Restaurant-style Classic Marinara
There are two secrets to making restaurant-level classic red sauce at home (without slaving over a hot stove for hours): starting with a high-quality jarred sauce, and finishing with olive oil. Celebrities and food experts from Ina Garten to Jenny Rosentrach swear by Rao's Homemade, which doesn't contain any sugar or funky additives, and I agree—it has a bright, fresh tomato flavor that assuages any guilt about not going homemade. Pan-fry your gnocchi using no water, then toss with some of the tomato sauce to coat. Serve, and top with secret ingredient two: a drizzle of high-quality olive oil.
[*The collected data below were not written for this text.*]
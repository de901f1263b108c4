use crate::constants::{
    DEFAULT_APP_NAME, DEFAULT_AUTHOR, DEFAULT_LOG_LEVEL, DEFAULT_MAX_RETRIES, DEFAULT_VERSION,
};
use crate::{ConfigFlags, Priority};
use serde::Deserialize;
use std::ops::{Deref, DerefMut};
use std::path::PathBuf;
use std::sync::Arc;

/// Application settings, constructed once at startup and handed to whoever needs them.
#[derive(Default, Debug, Clone, Deserialize)]
#[serde(default)]
pub struct SettingsInner {
    pub app: AppConfig,
    pub runtime: RuntimeConfig,
    pub logging: LoggingConfig,
}

/// Thin Arc-wrapped settings for inexpensive cloning into subsystems.
#[derive(Default, Debug, Clone, Deserialize)]
#[serde(from = "SettingsInner")]
pub struct Settings {
    inner: Arc<SettingsInner>,
}

impl From<SettingsInner> for Settings {
    fn from(inner: SettingsInner) -> Self {
        Self { inner: Arc::new(inner) }
    }
}

impl Deref for Settings {
    type Target = SettingsInner;

    fn deref(&self) -> &Self::Target {
        &self.inner
    }
}

impl DerefMut for Settings {
    fn deref_mut(&mut self) -> &mut SettingsInner {
        Arc::make_mut(&mut self.inner)
    }
}

/// Identity of the running application.
#[derive(Debug, Clone, Deserialize)]
#[serde(default)]
pub struct AppConfig {
    pub name: String,
    pub version: String,
    pub author: String,
    /// Left empty unless the build pipeline stamps it.
    pub build_time: Option<String>,
}

/// Behavior switches read by the services at runtime.
#[derive(Debug, Clone, Deserialize)]
#[serde(default)]
pub struct RuntimeConfig {
    pub debug: bool,
    pub max_retries: u32,
    /// Raw bits (`12`) or rendered labels (`"EnableCache,EnableDebug"`).
    pub flags: ConfigFlags,
    pub priority: Priority,
}

/// Log output settings.
#[derive(Debug, Clone, Deserialize)]
#[serde(default)]
pub struct LoggingConfig {
    pub level: String,
    /// Directory for rolling log files; console only when unset.
    pub directory: Option<PathBuf>,
    pub json: bool,
    /// Extra env-filter directives, e.g. `codebook=debug`.
    pub filter: Option<String>,
}

// --- Default ---

impl Default for AppConfig {
    fn default() -> Self {
        Self {
            name: DEFAULT_APP_NAME.to_owned(),
            version: DEFAULT_VERSION.to_owned(),
            author: DEFAULT_AUTHOR.to_owned(),
            build_time: None,
        }
    }
}

impl Default for RuntimeConfig {
    fn default() -> Self {
        Self {
            debug: false,
            max_retries: DEFAULT_MAX_RETRIES,
            flags: ConfigFlags::default(),
            priority: Priority::default(),
        }
    }
}

impl Default for LoggingConfig {
    fn default() -> Self {
        Self { level: DEFAULT_LOG_LEVEL.to_owned(), directory: None, json: false, filter: None }
    }
}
Extra-virgin olive oil is used similarly to salt in many Italian dishes to finish and enliven existing flavors rather than add a strong flavor of its own. With classic tomato sauce, it does just that, giving it that "can't-put-your-finger-on-it" restaurant quality. Just make sure it's a high-quality oil (you'll want vegetal notes and a bit of burn when you sip it straight)—I like Lucini and California Olive Ranch, which you can find at most grocery stores (including Costco!).
Harissa and Chickpeas
This one's easy—prepare your gnocchi as if you were following the restaurant-style marinara sauce instructions, but swap in North African harissa paste for a spicy change for your taste buds and add some protein-packed chickpeas for a dash of blood-sugar balance. Originating from Tunisia, harissa is a pepper-based sauce that's becoming increasingly common in the United States, and for good reason. Piquant, bold, and utterly addictive, it'll become a new staple. Different types of harissa have different levels of spice and amounts of liquid, so always taste before adding to your gnocchi—if it's too spicy, add some plain tomato paste to calm it down, and if it needs more liquid, add water, a tablespoon at a time, to thin it out (I love New York Shuk, which has the most balanced, authentic spice profile of any harissa I've tried). Pan-fry the gnocchi with rinsed, drained chickpeas in high-quality extra-virgin olive oil, then toss with the harissa, a final drizzle of the oil, and salt to taste.
Sweet Potato Sage
The perfect sauce to eat when you're cozied up on a chilly fall or winter day, this one bursts with seasonal flavors. To make it, peel and chop a sweet potato into ¾-inch cubes. Melt a few tablespoons of grass-fed ghee in a large skillet, then add the sweet potato, gnocchi, and 5 or 6 sage leaves, torn into small pieces. Cook, stirring occasionally, until the sweet potatoes are falling apart slightly, the sage is crispy, and the gnocchi is browned. Toss to combine well and serve immediately.
Crispy Broccoli and Lemon
Rough chop about the same amount of broccoli as the amount of gnocchi you're preparing until each piece is about one-quarter of the size of the gnocchi (stems and all!). Warm avocado oil in a large skillet over medium-high, then add the broccoli, a generous pinch of fine-grain sea salt, and the gnocchi. Saute until both the broccoli and gnocchi are golden brown and crispy, then top with lemon zest and juice. Finish with a final drizzle of olive oil and additional salt to taste.
Zesty Avocado
If you're really looking to load up on those healthy, mitochondria-supporting fats, this is the sauce for you. In a food processor fitted with the metal blade, process 1 avocado, the zest and juice of 1 lemon, 2 garlic cloves, a handful of soft herbs of your choice (basil, cilantro, and parsley all work well), and a generous pinch of salt until smooth. Pan-fry the gnocchi using no water; when they're golden brown and crispy, toss with the sauce. Finish with red pepper flakes and some fresh-ground black pepper.